The Devil In Me
Artist: Brad Carraway
Medium: Color Pencil
Show: Vol. 2
SSG Brad Carraway (Ret.) served in the SC National Guard 1/178 Field Artillery unit and retired in 2008. He was deployed during Operation Iraqi Freedom (OIF) from 200405 as a Combat MP \ Convoy Security Platform. Decorations: Bronze Star w\ V Device, Combat Action Badge. He is a graduate of the University of SC, holding degrees in both Graphic Design and Interdisciplinary Studies with a minor in Psychology. He is a Certified Peer Support Specialist (SCDMH), with a goal to become a counselor for fellow combat veterans who are struggling to understand and heal their emotional scars from traumatic experiences. He is actively exploring the use of creative expression and art therapy as a form of treatment for combat induced PTSD.
From the Artist:
“I have always been an avid lover of nature and wildlife. The only thing that I loved more than nature was creating art inspired by it. But as I grew up, I drew away from art and used my talents less and less. On returning to normal life after my deployment I found that I was having problems letting go of the war. My experiences in the combat zone had changed some fundamental parts of who I was and how I saw the world around me. At the encouragement of my family I sought help, and was diagnosed with PTSD, but none of the conventional forms of treatments seemed to help.
It was at this time that I had a counselor suggest that producing artwork may be a good tool for me to use to relax my anxiety and to cope with my PTSD symptoms.
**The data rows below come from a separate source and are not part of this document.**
//! Matcher for the regex dialect the syllable grammar is written in.
//!
//! The `regex` crate has no lookaround, and the grammar needs lookbehind of
//! variable length (a shifter is legal only after a whole strong or weak
//! cluster). This engine covers exactly what the fragments use: literals,
//! `.`, classes with ranges and negation, groups, alternation, `?` `*` `+`,
//! and the four lookaround forms.
//!
//! Matching is done on sets of end positions rather than by backtracking, so
//! every way a node can match is known at once. That makes the longest match
//! trivial and lookbehind a question of "does some start position reach
//! here".

use crate::error::PatternError;

#[derive(Debug, Clone, PartialEq)]
enum Node {
    Empty,
    Literal(char),
    Any,
    Class {
        ranges: Vec<(char, char)>,
        negated: bool,
    },
    Concat(Vec<Node>),
    Alternate(Vec<Node>),
    Repeat {
        node: Box<Node>,
        min: usize,
        max: Option<usize>,
    },
    Look {
        node: Box<Node>,
        behind: bool,
        negated: bool,
        // longest text the body can consume, bounds the lookbehind scan
        width: Option<usize>,
    },
}

impl Node {
    fn max_width(&self) -> Option<usize> {
        match self {
            Node::Empty | Node::Look { .. } => Some(0),
            Node::Literal(_) | Node::Any | Node::Class { .. } => Some(1),
            Node::Concat(items) => items
                .iter()
                .try_fold(0usize, |acc, item| Some(acc + item.max_width()?)),
            Node::Alternate(branches) => branches
                .iter()
                .try_fold(0usize, |acc, b| Some(acc.max(b.max_width()?))),
            Node::Repeat { node, max, .. } => match (node.max_width()?, max) {
                (0, _) => Some(0),
                (w, Some(m)) => Some(w * m),
                (_, None) => None,
            },
        }
    }
}

/// Text being matched: an optional synthetic first character followed by a
/// slice of the real input.
#[derive(Clone, Copy)]
struct Haystack<'a> {
    head: Option<char>,
    rest: &'a [char],
}

impl Haystack<'_> {
    fn get(&self, pos: usize) -> Option<char> {
        match self.head {
            Some(c) if pos == 0 => Some(c),
            Some(_) => self.rest.get(pos - 1).copied(),
            None => self.rest.get(pos).copied(),
        }
    }
}

/// A compiled grammar expression.
#[derive(Debug, Clone)]
pub struct Pattern {
    name: String,
    root: Node,
}

impl Pattern {
    pub fn parse(name: &str, source: &str) -> Result<Self, PatternError> {
        let mut parser = Parser {
            name,
            chars: source.chars().collect(),
            pos: 0,
        };
        let root = parser.parse_alternation()?;
        if parser.pos < parser.chars.len() {
            return Err(parser.error("unbalanced `)`"));
        }
        Ok(Self {
            name: name.to_string(),
            root,
        })
    }

    pub fn name(&self) -> &str {
        &self.name
    }

    /// Length (in chars) of the longest match anchored at the start of `text`.
    pub fn longest_match(&self, text: &[char]) -> Option<usize> {
        self.longest(Haystack { head: None, rest: text })
    }

    /// Like [`Pattern::longest_match`] on `head` followed by `text`, without
    /// copying `text`. The returned length counts `head`.
    pub fn longest_match_after(&self, head: char, text: &[char]) -> Option<usize> {
        self.longest(Haystack {
            head: Some(head),
            rest: text,
        })
    }

    pub fn is_match(&self, text: &str) -> bool {
        let chars: Vec<char> = text.chars().collect();
        ends(&self.root, Haystack { head: None, rest: &chars }, 0)
            .binary_search(&chars.len())
            .is_ok()
    }

    fn longest(&self, hay: Haystack<'_>) -> Option<usize> {
        ends(&self.root, hay, 0).last().copied()
    }
}

fn sorted_unique(mut positions: Vec<usize>) -> Vec<usize> {
    positions.sort_unstable();
    positions.dedup();
    positions
}

fn step(node: &Node, hay: Haystack<'_>, from: &[usize]) -> Vec<usize> {
    let mut out = Vec::new();
    for &pos in from {
        out.extend(ends(node, hay, pos));
    }
    sorted_unique(out)
}

fn class_contains(ranges: &[(char, char)], c: char) -> bool {
    ranges.iter().any(|&(lo, hi)| lo <= c && c <= hi)
}

/// Every position at which `node` can finish when started at `pos`, sorted.
fn ends(node: &Node, hay: Haystack<'_>, pos: usize) -> Vec<usize> {
    match node {
        Node::Empty => vec![pos],
        Node::Literal(c) => match hay.get(pos) {
            Some(h) if h == *c => vec![pos + 1],
            _ => Vec::new(),
        },
        Node::Any => match hay.get(pos) {
            Some(_) => vec![pos + 1],
            None => Vec::new(),
        },
        Node::Class { ranges, negated } => match hay.get(pos) {
            Some(c) if class_contains(ranges, c) != *negated => vec![pos + 1],
            _ => Vec::new(),
        },
        Node::Concat(items) => {
            let mut current = vec![pos];
            for item in items {
                current = step(item, hay, &current);
                if current.is_empty() {
                    break;
                }
            }
            current
        }
        Node::Alternate(branches) => {
            let mut out = Vec::new();
            for branch in branches {
                out.extend(ends(branch, hay, pos));
            }
            sorted_unique(out)
        }
        Node::Repeat { node, min, max } => {
            let mut out = Vec::new();
            if *min == 0 {
                out.push(pos);
            }
            let mut current = vec![pos];
            let mut count = 0;
            while max.map_or(true, |m| count < m) {
                let next = step(node, hay, &current);
                count += 1;
                // a position already reached with fewer repetitions has at
                // least as much budget left, so revisiting it adds nothing
                let fresh: Vec<usize> = if count > *min {
                    next.into_iter().filter(|p| !out.contains(p)).collect()
                } else {
                    next
                };
                if count >= *min {
                    out.extend(fresh.iter().copied());
                }
                if fresh.is_empty() {
                    break;
                }
                current = fresh;
            }
            sorted_unique(out)
        }
        Node::Look {
            node,
            behind,
            negated,
            width,
        } => {
            let found = if *behind {
                let lowest = width.map_or(0, |w| pos.saturating_sub(w));
                (lowest..=pos)
                    .rev()
                    .any(|start| ends(node, hay, start).binary_search(&pos).is_ok())
            } else {
                !ends(node, hay, pos).is_empty()
            };
            if found != *negated {
                vec![pos]
            } else {
                Vec::new()
            }
        }
    }
}

struct Parser<'a> {
    name: &'a str,
    chars: Vec<char>,
    pos: usize,
}

impl<'a> Parser<'a> {
    fn error(&self, reason: &'static str) -> PatternError {
        PatternError::Syntax {
            fragment: self.name.to_string(),
            offset: self.pos,
            reason,
        }
    }

    fn peek(&self) -> Option<char> {
        self.chars.get(self.pos).copied()
    }

    fn next(&mut self) -> Option<char> {
        let c = self.peek()?;
        self.pos += 1;
        Some(c)
    }

    fn eat(&mut self, c: char) -> bool {
        if self.peek() == Some(c) {
            self.pos += 1;
            true
        } else {
            false
        }
    }

    fn eat_str(&mut self, s: &str) -> bool {
        let n = s.chars().count();
        let matches = self.chars.len() >= self.pos + n
            && self.chars[self.pos..self.pos + n].iter().copied().eq(s.chars());
        if matches {
            self.pos += n;
        }
        matches
    }

    fn parse_alternation(&mut self) -> Result<Node, PatternError> {
        let mut branches = vec![self.parse_concat()?];
        while self.eat('|') {
            branches.push(self.parse_concat()?);
        }
        Ok(if branches.len() == 1 {
            branches.swap_remove(0)
        } else {
            Node::Alternate(branches)
        })
    }

    fn parse_concat(&mut self) -> Result<Node, PatternError> {
        let mut items = Vec::new();
        while let Some(c) = self.peek() {
            if c == '|' || c == ')' {
                break;
            }
            items.push(self.parse_repeat()?);
        }
        Ok(match items.len() {
            0 => Node::Empty,
            1 => items.swap_remove(0),
            _ => Node::Concat(items),
        })
    }

    fn parse_repeat(&mut self) -> Result<Node, PatternError> {
        let mut node = self.parse_atom()?;
        loop {
            let (min, max) = match self.peek() {
                Some('?') => (0, Some(1)),
                Some('*') => (0, None),
                Some('+') => (1, None),
                _ => break,
            };
            self.pos += 1;
            node = Node::Repeat {
                node: Box::new(node),
                min,
                max,
            };
        }
        Ok(node)
    }

    fn parse_atom(&mut self) -> Result<Node, PatternError> {
        let c = self.next().ok_or_else(|| self.error("unexpected end of pattern"))?;
        match c {
            '(' => self.parse_group(),
            '[' => self.parse_class(),
            '.' => Ok(Node::Any),
            '\\' => Ok(Node::Literal(self.parse_escape()?)),
            '?' | '*' | '+' => Err(self.error("quantifier without a target")),
            '{' | '}' => Err(self.error("unresolved placeholder")),
            _ => Ok(Node::Literal(c)),
        }
    }

    fn parse_group(&mut self) -> Result<Node, PatternError> {
        // (behind, negated)
        let look = if self.eat_str("?:") {
            None
        } else if self.eat_str("?=") {
            Some((false, false))
        } else if self.eat_str("?!") {
            Some((false, true))
        } else if self.eat_str("?<=") {
            Some((true, false))
        } else if self.eat_str("?<!") {
            Some((true, true))
        } else if self.peek() == Some('?') {
            return Err(self.error("unsupported group flag"));
        } else {
            None
        };
        let inner = self.parse_alternation()?;
        if !self.eat(')') {
            return Err(self.error("unclosed group"));
        }
        Ok(match look {
            Some((behind, negated)) => Node::Look {
                width: inner.max_width(),
                node: Box::new(inner),
                behind,
                negated,
            },
            None => inner,
        })
    }

    fn parse_class(&mut self) -> Result<Node, PatternError> {
        let negated = self.eat('^');
        let mut ranges = Vec::new();
        loop {
            let c = self.next().ok_or_else(|| self.error("unclosed character class"))?;
            if c == ']' {
                break;
            }
            let lo = if c == '\\' { self.parse_escape()? } else { c };
            let is_range = self.peek() == Some('-') && self.chars.get(self.pos + 1) != Some(&']');
            if is_range {
                self.pos += 1;
                let c = self.next().ok_or_else(|| self.error("unclosed character class"))?;
                let hi = if c == '\\' { self.parse_escape()? } else { c };
                if hi < lo {
                    return Err(self.error("reversed class range"));
                }
                ranges.push((lo, hi));
            } else {
                ranges.push((lo, lo));
            }
        }
        if ranges.is_empty() {
            return Err(self.error("empty character class"));
        }
        Ok(Node::Class { ranges, negated })
    }

    fn parse_escape(&mut self) -> Result<char, PatternError> {
        match self.next() {
            Some('n') => Ok('\n'),
            Some('t') => Ok('\t'),
            Some(c) if !c.is_alphanumeric() => Ok(c),
            Some(_) => Err(self.error("unsupported escape")),
            None => Err(self.error("trailing backslash")),
        }
    }
}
Since then I have submerged myself in art and I have found that the creative process has been the greatest catalyst to my emotional healing and is a perfect form of therapeutic release. Exploring my artistic talents and discovering how the creative process can be used to continue to help me heal is an ongoing learning process for me. The subject matter, artistic mediums and rendering styles that I use in my artwork is constantly evolving, and my artistic style is still in transition.
So it is too with the recovery process for someone suffering from Post-traumatic stress.
PTSD is a complicated anxiety disorder, and finding the proper fit of treatments and coping mechanisms can be elusive for many. Every day can be a challenge for someone with this disorder and no two people suffering with PTSD have the exact same issues. This is because a lot of how we learn to deal with the stress from traumatic events is ingrained into us in our early years of development and through the lessons that we learn in our experiences in daily living.
For combat veterans, their families and mental health professionals, the biggest challenge is often finding the best ways for them as individuals to take those traumatic experiences and the powerful emotions they generate and move them out of the here and now, and put them in the past, where we can deal with them in a healing way and then move on with the rest of our positive and fulfilling lives.”